* Work order *
Show all lines of the listing that contain the word "const".
***
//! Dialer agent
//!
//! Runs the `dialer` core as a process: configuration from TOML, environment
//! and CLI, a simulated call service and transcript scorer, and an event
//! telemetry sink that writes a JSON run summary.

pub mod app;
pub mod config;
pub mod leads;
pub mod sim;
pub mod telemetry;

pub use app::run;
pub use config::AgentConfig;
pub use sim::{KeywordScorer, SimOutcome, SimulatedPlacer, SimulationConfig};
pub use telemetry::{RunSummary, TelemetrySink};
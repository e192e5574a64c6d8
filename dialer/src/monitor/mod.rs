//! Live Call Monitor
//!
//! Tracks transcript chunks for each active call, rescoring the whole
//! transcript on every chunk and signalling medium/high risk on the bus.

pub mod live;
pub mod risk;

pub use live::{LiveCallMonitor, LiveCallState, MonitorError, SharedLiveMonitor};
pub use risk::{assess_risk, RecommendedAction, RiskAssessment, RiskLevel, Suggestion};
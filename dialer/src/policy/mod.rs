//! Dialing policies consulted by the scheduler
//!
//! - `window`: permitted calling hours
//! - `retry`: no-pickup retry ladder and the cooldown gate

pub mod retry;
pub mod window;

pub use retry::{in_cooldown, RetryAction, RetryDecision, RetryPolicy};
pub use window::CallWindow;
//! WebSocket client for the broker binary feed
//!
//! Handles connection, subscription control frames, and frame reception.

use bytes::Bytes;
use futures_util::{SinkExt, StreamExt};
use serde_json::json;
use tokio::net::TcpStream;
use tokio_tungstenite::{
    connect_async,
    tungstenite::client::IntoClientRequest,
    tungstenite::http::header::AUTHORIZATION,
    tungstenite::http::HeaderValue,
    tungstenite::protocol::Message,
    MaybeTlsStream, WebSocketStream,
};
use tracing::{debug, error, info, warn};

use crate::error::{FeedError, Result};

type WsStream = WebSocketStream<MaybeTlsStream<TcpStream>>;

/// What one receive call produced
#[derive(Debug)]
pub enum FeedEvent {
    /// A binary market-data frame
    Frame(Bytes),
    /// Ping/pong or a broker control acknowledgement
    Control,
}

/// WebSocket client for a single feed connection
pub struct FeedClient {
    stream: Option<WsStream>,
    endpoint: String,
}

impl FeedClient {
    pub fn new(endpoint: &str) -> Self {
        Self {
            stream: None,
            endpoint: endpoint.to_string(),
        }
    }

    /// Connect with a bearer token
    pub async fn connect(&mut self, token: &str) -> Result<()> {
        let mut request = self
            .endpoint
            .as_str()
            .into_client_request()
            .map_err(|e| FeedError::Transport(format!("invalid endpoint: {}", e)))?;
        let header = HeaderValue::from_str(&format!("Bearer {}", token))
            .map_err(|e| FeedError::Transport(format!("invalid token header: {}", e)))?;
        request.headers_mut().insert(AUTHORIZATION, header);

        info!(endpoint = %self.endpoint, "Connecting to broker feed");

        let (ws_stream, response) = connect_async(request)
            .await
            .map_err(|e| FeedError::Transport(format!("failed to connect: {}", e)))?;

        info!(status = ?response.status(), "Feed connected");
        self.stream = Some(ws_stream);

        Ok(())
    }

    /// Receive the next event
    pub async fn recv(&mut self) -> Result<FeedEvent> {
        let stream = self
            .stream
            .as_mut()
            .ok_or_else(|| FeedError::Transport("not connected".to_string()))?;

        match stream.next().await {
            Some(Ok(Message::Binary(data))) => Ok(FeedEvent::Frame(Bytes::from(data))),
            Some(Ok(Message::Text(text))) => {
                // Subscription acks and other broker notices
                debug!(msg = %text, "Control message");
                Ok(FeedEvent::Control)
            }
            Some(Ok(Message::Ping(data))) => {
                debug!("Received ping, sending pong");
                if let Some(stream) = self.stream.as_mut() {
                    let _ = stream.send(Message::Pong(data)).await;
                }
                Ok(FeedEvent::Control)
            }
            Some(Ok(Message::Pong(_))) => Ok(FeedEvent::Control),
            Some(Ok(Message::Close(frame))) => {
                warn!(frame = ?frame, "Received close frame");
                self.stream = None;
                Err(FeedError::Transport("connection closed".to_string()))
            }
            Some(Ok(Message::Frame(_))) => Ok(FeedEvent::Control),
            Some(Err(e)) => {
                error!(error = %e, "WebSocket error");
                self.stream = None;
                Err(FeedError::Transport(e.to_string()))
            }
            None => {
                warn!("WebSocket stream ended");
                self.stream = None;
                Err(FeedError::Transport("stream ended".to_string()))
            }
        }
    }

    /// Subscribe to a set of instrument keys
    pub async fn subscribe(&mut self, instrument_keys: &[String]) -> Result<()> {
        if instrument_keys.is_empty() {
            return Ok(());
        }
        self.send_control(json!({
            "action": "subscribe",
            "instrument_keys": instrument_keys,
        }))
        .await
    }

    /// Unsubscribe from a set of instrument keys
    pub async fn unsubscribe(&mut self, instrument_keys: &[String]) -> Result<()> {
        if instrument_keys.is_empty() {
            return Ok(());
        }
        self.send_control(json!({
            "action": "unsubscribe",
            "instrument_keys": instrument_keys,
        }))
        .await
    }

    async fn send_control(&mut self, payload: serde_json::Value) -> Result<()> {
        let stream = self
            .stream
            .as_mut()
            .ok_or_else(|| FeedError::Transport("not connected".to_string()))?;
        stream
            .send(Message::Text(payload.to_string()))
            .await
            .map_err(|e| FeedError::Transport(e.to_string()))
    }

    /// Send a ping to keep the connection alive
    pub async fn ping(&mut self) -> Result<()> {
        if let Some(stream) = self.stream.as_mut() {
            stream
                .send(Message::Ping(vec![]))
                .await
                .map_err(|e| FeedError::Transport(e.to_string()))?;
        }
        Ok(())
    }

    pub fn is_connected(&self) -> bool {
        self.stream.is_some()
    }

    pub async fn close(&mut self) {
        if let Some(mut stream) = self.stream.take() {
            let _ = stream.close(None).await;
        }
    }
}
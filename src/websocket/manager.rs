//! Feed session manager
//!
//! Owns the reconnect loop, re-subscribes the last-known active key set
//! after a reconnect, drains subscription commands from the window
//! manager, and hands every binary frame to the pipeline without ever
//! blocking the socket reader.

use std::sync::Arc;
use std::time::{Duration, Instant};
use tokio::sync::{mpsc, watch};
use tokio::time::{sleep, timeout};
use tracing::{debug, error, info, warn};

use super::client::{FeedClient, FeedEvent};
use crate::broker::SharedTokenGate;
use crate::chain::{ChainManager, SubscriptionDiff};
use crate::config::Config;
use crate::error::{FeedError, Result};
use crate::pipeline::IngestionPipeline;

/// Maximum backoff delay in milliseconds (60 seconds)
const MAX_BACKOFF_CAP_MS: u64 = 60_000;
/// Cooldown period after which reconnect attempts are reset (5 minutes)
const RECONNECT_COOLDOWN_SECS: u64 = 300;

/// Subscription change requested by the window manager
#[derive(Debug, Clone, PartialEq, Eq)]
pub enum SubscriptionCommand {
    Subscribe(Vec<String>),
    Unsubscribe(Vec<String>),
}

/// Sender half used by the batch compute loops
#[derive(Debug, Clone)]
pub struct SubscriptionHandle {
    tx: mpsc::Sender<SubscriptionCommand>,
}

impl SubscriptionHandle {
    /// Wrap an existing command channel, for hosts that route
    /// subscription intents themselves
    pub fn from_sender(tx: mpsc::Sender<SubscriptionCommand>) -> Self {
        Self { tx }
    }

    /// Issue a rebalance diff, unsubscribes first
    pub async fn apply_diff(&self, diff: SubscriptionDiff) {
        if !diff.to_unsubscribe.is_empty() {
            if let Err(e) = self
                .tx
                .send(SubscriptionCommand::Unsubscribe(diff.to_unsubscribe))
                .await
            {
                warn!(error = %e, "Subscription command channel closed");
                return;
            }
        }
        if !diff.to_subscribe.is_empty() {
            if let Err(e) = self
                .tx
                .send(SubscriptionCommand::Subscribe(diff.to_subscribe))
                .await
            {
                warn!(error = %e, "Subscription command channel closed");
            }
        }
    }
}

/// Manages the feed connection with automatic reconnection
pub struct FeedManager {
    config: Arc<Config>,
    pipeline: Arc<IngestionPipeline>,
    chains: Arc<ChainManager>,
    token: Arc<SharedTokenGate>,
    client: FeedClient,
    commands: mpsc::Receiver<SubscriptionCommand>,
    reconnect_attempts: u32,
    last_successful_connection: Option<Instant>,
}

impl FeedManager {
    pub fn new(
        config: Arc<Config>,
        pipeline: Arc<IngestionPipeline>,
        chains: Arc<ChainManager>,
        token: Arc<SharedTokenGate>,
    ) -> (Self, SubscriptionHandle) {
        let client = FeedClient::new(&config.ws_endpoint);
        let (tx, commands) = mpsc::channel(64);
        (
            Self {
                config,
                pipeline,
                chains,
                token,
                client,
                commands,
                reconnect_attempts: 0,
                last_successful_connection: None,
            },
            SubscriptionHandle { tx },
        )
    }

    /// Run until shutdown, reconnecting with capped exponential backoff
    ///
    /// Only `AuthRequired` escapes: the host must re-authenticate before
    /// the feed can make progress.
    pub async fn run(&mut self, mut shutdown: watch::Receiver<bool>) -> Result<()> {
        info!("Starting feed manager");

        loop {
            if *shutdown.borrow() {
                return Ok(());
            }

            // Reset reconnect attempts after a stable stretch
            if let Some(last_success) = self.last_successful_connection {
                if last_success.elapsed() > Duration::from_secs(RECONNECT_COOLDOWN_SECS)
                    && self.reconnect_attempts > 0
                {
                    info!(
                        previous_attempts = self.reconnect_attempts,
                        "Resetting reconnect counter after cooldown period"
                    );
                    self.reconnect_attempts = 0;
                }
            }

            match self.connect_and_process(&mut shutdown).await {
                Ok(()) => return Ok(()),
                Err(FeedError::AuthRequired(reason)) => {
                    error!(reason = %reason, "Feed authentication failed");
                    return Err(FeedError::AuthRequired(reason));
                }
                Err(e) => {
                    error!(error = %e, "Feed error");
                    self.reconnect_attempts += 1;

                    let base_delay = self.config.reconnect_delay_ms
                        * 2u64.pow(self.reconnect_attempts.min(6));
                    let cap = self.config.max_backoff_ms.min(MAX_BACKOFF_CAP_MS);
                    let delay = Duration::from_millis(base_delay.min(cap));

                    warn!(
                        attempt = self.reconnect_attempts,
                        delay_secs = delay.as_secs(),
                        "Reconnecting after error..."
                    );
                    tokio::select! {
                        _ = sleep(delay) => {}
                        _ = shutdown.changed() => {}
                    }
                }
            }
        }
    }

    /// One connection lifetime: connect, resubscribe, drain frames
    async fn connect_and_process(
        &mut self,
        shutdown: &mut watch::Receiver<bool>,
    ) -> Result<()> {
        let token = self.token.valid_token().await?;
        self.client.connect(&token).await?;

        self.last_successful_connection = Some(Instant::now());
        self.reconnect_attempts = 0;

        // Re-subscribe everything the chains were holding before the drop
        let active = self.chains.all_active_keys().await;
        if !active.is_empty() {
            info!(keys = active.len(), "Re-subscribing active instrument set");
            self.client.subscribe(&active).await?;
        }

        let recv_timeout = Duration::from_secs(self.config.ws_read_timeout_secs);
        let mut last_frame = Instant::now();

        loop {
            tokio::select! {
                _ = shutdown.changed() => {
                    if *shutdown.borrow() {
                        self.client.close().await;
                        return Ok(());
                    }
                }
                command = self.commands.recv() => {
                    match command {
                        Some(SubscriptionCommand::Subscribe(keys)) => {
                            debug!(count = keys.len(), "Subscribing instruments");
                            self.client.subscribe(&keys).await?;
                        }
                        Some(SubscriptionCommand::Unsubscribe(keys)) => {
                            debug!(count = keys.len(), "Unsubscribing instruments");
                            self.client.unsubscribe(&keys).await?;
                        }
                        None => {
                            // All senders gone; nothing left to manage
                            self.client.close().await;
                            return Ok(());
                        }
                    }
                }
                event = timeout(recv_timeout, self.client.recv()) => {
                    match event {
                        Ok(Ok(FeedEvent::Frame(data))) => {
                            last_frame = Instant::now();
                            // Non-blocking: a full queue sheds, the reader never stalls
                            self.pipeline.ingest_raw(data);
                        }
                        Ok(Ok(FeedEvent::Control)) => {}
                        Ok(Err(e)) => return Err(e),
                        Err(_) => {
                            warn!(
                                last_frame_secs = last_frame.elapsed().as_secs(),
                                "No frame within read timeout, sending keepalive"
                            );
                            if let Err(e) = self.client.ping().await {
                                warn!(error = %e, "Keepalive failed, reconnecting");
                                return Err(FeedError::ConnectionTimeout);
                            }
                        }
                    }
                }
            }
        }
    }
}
***
* Response *
const MAX_BACKOFF_CAP_MS: u64 = 60_000;
const RECONNECT_COOLDOWN_SECS: u64 = 300;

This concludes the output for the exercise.